MedicalResearch.com Interview with:
“Caries” by COM SALUD Agencia de comunicación is licensed under CC BY 2.0Teresa A. Marshall, PhD
Professor in the Department of Preventive and Community Dentistry
University of Iowa College of Dentistry
Iowa City

MedicalResearch.com: What is the background for this study?

Response: Dental caries is a process during which oral bacteria ferment carbohydrates to produce acid. The acid demineralizes enamel and/or dentin at the tooth surface leading to white spots and eventually cavitation in the tooth. Added sugars – those not naturally present in foods or beverages, but rather added during processing – are the primary type of carbohydrate associated with caries. Sugar-sweetened beverages (SSBs; beverages with added sugars) are the food/beverage category most associated with dental caries.

Historically, fluoride has protected against caries through remineralization of the enamel.
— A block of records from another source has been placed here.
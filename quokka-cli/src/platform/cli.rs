//! CLI 格式化输出
//!
//! 提供命令行友好的错误显示和源码上下文打印。源码行取自词法分析器的行表。

use quokka_api::QuokkaError;
use quokka_core::compiler::lexer::TokenStream;
use std::fmt::Write as _;
use std::path::Path;

/// 错误行前后显示的上下文行数
const CONTEXT_LINES: usize = 2;

/// 打印错误并显示源代码上下文
pub fn print_error_with_source(path: &Path, e: &QuokkaError, lines: &TokenStream) {
    eprintln!("❌ {}: {}", path.display(), e.to_report());

    if let Some(line) = e.line() {
        eprint!("{}", render_source_context(lines, line, e.column()));
    }
}

/// 渲染源代码上下文；有列号时在错误行下方标记位置
pub fn render_source_context(
    lines: &TokenStream,
    error_line: usize,
    error_col: Option<usize>,
) -> String {
    let total_lines = lines.line_count();
    let mut out = String::new();

    if error_line == 0 || error_line > total_lines {
        return out;
    }

    let start_line = error_line.saturating_sub(CONTEXT_LINES).max(1);
    let end_line = (error_line + CONTEXT_LINES).min(total_lines);
    let width = end_line.to_string().len();
    let separator = "-".repeat(width + 1);

    let _ = writeln!(out, "{separator}|--");
    for line_idx in start_line..=end_line {
        let text = lines.line_text(line_idx).unwrap_or_default();
        let _ = writeln!(out, "{line_idx:>width$} | {text}");
        if line_idx == error_line {
            if let Some(col) = error_col {
                let marker = " ".repeat(col.saturating_sub(1));
                let _ = writeln!(out, "{:width$} | {marker}^", "");
            }
        }
    }
    let _ = writeln!(out, "{separator}|--");
    out
}
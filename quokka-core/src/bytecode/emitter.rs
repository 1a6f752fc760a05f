//! 目标发射器接口
//!
//! 代码生成器只通过该接口输出指令，不关心最终载体。

use super::instruction::{FunctionSymbol, Instruction, Label, Slot};
use super::program::Program;
use crate::types::Type;
use std::fmt;

/// 发射器错误（致命，终止当前翻译单元）
#[derive(Debug, Clone, PartialEq)]
pub enum EmitError {
    /// 同名函数重复声明
    DuplicateFunction(String),
    /// 未声明的函数句柄
    UnknownFunction(FunctionSymbol),
    /// 已有函数体处于打开状态
    BodyAlreadyOpen(String),
    /// 没有打开的函数体
    NoOpenBody(&'static str),
    /// 函数体已经生成过
    BodyAlreadyEmitted(String),
    /// 函数声明了但没有函数体
    MissingBody(String),
    /// 标签未标记位置
    UnmarkedLabel { function: String, label: Label },
    /// 标签重复标记
    LabelMarkedTwice { function: String, label: Label },
    /// 未定义的标签
    UnknownLabel { function: String, label: Label },
    /// 局部变量槽位耗尽
    TooManyLocals(String),
}

impl fmt::Display for EmitError {
    fn fmt(&self, f: &mut fmt::Formatter<'_>) -> fmt::Result {
        match self {
            EmitError::DuplicateFunction(name) => {
                write!(f, "Function '{name}' declared twice in emitter")
            }
            EmitError::UnknownFunction(symbol) => {
                write!(f, "Unknown function symbol #{}", symbol.0)
            }
            EmitError::BodyAlreadyOpen(name) => {
                write!(f, "Body of function '{name}' is still open")
            }
            EmitError::NoOpenBody(operation) => {
                write!(f, "'{operation}' called outside of a function body")
            }
            EmitError::BodyAlreadyEmitted(name) => {
                write!(f, "Body of function '{name}' emitted twice")
            }
            EmitError::MissingBody(name) => write!(f, "Function '{name}' has no body"),
            EmitError::UnmarkedLabel { function, label } => {
                write!(f, "Label L{} in function '{function}' was never marked", label.0)
            }
            EmitError::LabelMarkedTwice { function, label } => {
                write!(f, "Label L{} in function '{function}' marked twice", label.0)
            }
            EmitError::UnknownLabel { function, label } => {
                write!(f, "Label L{} is not defined in function '{function}'", label.0)
            }
            EmitError::TooManyLocals(name) => {
                write!(f, "Function '{name}' exceeds the local slot limit")
            }
        }
    }
}

impl std::error::Error for EmitError {}

/// 目标发射器
///
/// 出错的 `emit`/`mark_label`/`declare_local` 等调用不会立刻失败，
/// 错误在 `end_body`/`finalize` 时返回。
pub trait Emitter {
    /// 预留函数句柄，不生成函数体
    fn declare_function(
        &mut self,
        name: &str,
        params: &[Type],
        return_type: &Type,
        generics: &[String],
    ) -> Result<FunctionSymbol, EmitError>;

    /// 开始生成函数体
    fn begin_body(&mut self, symbol: FunctionSymbol) -> Result<(), EmitError>;

    fn emit(&mut self, instruction: Instruction);

    fn define_label(&mut self) -> Label;

    /// 把标签绑定到下一条指令
    fn mark_label(&mut self, label: Label);

    fn declare_local(&mut self, ty: &Type) -> Slot;

    /// 设置后续指令对应的源码行
    fn set_line(&mut self, line: usize);

    /// 结束当前函数体，检查所有标签都已标记
    fn end_body(&mut self) -> Result<(), EmitError>;

    /// 丢弃当前函数体（函数存在语义错误时）
    fn abandon_body(&mut self);

    /// 生成最终程序
    fn finalize(self) -> Result<Program, EmitError>
    where
        Self: Sized;
}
However, there has been some question as to whether fluoride’s ability to protect against caries is overwhelmed by the quantity of added sugars currently consumed.

Oral hygiene behaviors – brushing and flossing – are thought protect against caries by disrupting the oral bacteria on the tooth.

Most studies have investigated dietary factors and caries during early childhood, with less attention paid to caries during adolescence.

Our objective was to identify associations between longitudinal beverage intakes and adolescent caries experience, while also considering fluoride intake and tooth brushing behaviors.

We followed a group of children from birth through age 17 years; during this time period, we looked at their beverage intakes, fluoride intakes and brushing behaviors every 3-6 months. We calculated their average milk, 100% juice, SSB, water/water-based beverage and fluoride intakes from 6 months through 17 years, and daily tooth brushing from 1 through 17 years.